[Dataset entries]
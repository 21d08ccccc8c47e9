//! Counting flavor texts for display.

use std::collections::HashMap;

use serde::Serialize;

use crate::event::FlavorEvent;
use crate::types::FlavorText;

/// How often one flavor text occurred.
#[derive(Debug, Clone, PartialEq, Eq, Serialize)]
pub struct AggregateRow {
    pub text: FlavorText,
    /// Always at least 1.
    pub count: u64,
}

/// Counts events by exact text and orders the result for display.
///
/// Rows are sorted by descending count, then by ascending text so identical
/// data always yields identical output. An empty input yields no rows.
pub fn aggregate<'a, I>(events: I) -> Vec<AggregateRow>
where
    I: IntoIterator<Item = &'a FlavorEvent>,
{
    let mut counts: HashMap<&FlavorText, u64> = HashMap::new();
    for event in events {
        *counts.entry(&event.text).or_default() += 1;
    }

    let mut rows: Vec<AggregateRow> = counts
        .into_iter()
        .map(|(text, count)| AggregateRow {
            text: text.clone(),
            count,
        })
        .collect();
    rows.sort_by(|a, b| b.count.cmp(&a.count).then_with(|| a.text.cmp(&b.text)));
    rows
}
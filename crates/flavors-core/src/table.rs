//! Box table rendering for flavor summaries.
//!
//! Tables are drawn with rounded box characters and sized from their widest
//! cell. Widths are measured in Unicode scalar values so every line of a table
//! has the same `chars().count()`, whatever the phrases contain.
//!
//! ```text
//! ╭─────────────────╮
//! │ Your Flavors    │
//! ├─────────────┬───┤
//! │ Thinking    │ 2 │
//! │ Moonwalking │ 1 │
//! ╰─────────────┴───╯
//! ```

use std::borrow::Cow;

use crate::aggregate::AggregateRow;

/// Title shown in the header row of the summary table.
pub const TABLE_TITLE: &str = "Your Flavors";

/// Output for a summary with nothing to show.
pub const EMPTY_SUMMARY: &str = "No flavor texts found yet.\n";

/// Spaces on each side of a cell's content.
const PADDING: usize = 1;

/// Renders the summary output for `rows`.
///
/// Returns [`EMPTY_SUMMARY`] when there are no rows, otherwise a table titled
/// [`TABLE_TITLE`]. The result always ends with a newline.
pub fn render_summary(rows: &[AggregateRow]) -> String {
    if rows.is_empty() {
        return EMPTY_SUMMARY.to_string();
    }
    render_table(TABLE_TITLE, rows)
}

/// Renders `rows` as a box table under a one-cell header holding `title`.
///
/// Text is left-aligned and counts are right-aligned. If the title is wider
/// than the two columns together, the text column absorbs the difference.
pub fn render_table(title: &str, rows: &[AggregateRow]) -> String {
    let title = cell_text(title);
    let cells: Vec<(Cow<'_, str>, String)> = rows
        .iter()
        .map(|row| (cell_text(row.text.as_str()), row.count.to_string()))
        .collect();

    let text_width = cells.iter().map(|(text, _)| width(text)).max().unwrap_or(0);
    let count_width = cells.iter().map(|(_, count)| width(count)).max().unwrap_or(0);

    let mut text_column = text_width + 2 * PADDING;
    let count_column = count_width + 2 * PADDING;
    let title_column = width(&title) + 2 * PADDING;

    // Columns plus the junction between them.
    let mut inner = text_column + 1 + count_column;
    if title_column > inner {
        text_column += title_column - inner;
        inner = title_column;
    }

    let text_width = text_column - 2 * PADDING;
    let title_width = inner - 2 * PADDING;

    let mut lines = Vec::with_capacity(rows.len() + 4);
    lines.push(format!("╭{}╮", rule(inner)));
    lines.push(format!("│ {title:<title_width$} │"));
    lines.push(format!("├{}┬{}┤", rule(text_column), rule(count_column)));
    for (text, count) in &cells {
        // `str` padding counts chars, matching `width`.
        lines.push(format!("│ {text:<text_width$} │ {count:>count_width$} │"));
    }
    lines.push(format!("╰{}┴{}╯", rule(text_column), rule(count_column)));

    let mut output = lines.join("\n");
    output.push('\n');
    output
}

fn width(s: &str) -> usize {
    s.chars().count()
}

fn rule(len: usize) -> String {
    "─".repeat(len)
}

/// Replaces control characters so a cell always occupies a single line.
fn cell_text(s: &str) -> Cow<'_, str> {
    if s.chars().any(char::is_control) {
        Cow::Owned(
            s.chars()
                .map(|c| if c.is_control() { ' ' } else { c })
                .collect(),
        )
    } else {
        Cow::Borrowed(s)
    }
}

#[cfg(test)]
mod tests {
    use super::*;

    use insta::assert_snapshot;

    use crate::types::FlavorText;

    fn row(text: &str, count: u64) -> AggregateRow {
        AggregateRow {
            text: FlavorText::new(text).unwrap(),
            count,
        }
    }

    fn assert_box_table(output: &str) {
        let lines: Vec<&str> = output.lines().collect();
        assert!(lines.len() >= 3, "expected table output, got:\n{output}");

        let expected = lines[0].chars().count();
        for line in &lines {
            assert_eq!(
                line.chars().count(),
                expected,
                "table lines have inconsistent widths:\n{output}"
            );
        }
        assert!(lines[0].starts_with('╭') && lines[0].ends_with('╮'));
        let last = lines[lines.len() - 1];
        assert!(last.starts_with('╰') && last.ends_with('╯'));
    }

    #[test]
    fn empty_rows_render_sentinel() {
        assert_eq!(render_summary(&[]), "No flavor texts found yet.\n");
    }

    #[test]
    fn summary_table_layout() {
        let rows = vec![row("Thinking", 2), row("Moonwalking", 1), row("Refactoring", 1)];
        let output = render_summary(&rows);

        assert_box_table(&output);
        assert_snapshot!(output);
    }

    #[test]
    fn wide_title_stretches_text_column() {
        let output = render_summary(&[row("Hi", 3)]);

        assert_box_table(&output);
        assert_eq!(
            output,
            "╭──────────────╮\n\
             │ Your Flavors │\n\
             ├──────────┬───┤\n\
             │ Hi       │ 3 │\n\
             ╰──────────┴───╯\n"
        );
    }

    #[test]
    fn multibyte_text_keeps_uniform_width() {
        let rows = vec![
            row("思考中", 12),
            row("🚀 Launching", 7),
            row("Café", 1),
            row("Cafe\u{301}", 1),
        ];
        let output = render_summary(&rows);

        assert_box_table(&output);
        assert!(output.contains("│ 思考中         │ 12 │"));
        assert!(output.contains("│ 🚀 Launching │  7 │"));
    }

    #[test]
    fn long_counts_widen_count_column() {
        let output = render_summary(&[row("Thinking", 1_234_567), row("Pondering", 8)]);

        assert_box_table(&output);
        assert!(output.contains("│ Thinking  │ 1234567 │"));
        assert!(output.contains("│ Pondering │       8 │"));
    }

    #[test]
    fn control_characters_do_not_break_lines() {
        let output = render_summary(&[row("Tab\there", 1), row("New\nline", 1)]);

        assert_box_table(&output);
        assert_eq!(output.lines().count(), 6);
        assert!(output.contains("│ Tab here │"));
    }

    #[test]
    fn render_table_without_rows_draws_header_only() {
        let output = render_table("Title", &[]);

        assert_box_table(&output);
        assert_eq!(output.lines().count(), 4);
        assert!(output.contains("│ Title │"));
    }
}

# [AIM OF THE EXERCISE]
Extract from the data every line where "Thinking" shows up.

# [ANSWER SPACE]
//! │ Thinking    │ 2 │
        let rows = vec![row("Thinking", 2), row("Moonwalking", 1), row("Refactoring", 1)];
        let output = render_summary(&[row("Thinking", 1_234_567), row("Pondering", 8)]);
        assert!(output.contains("│ Thinking  │ 1234567 │"));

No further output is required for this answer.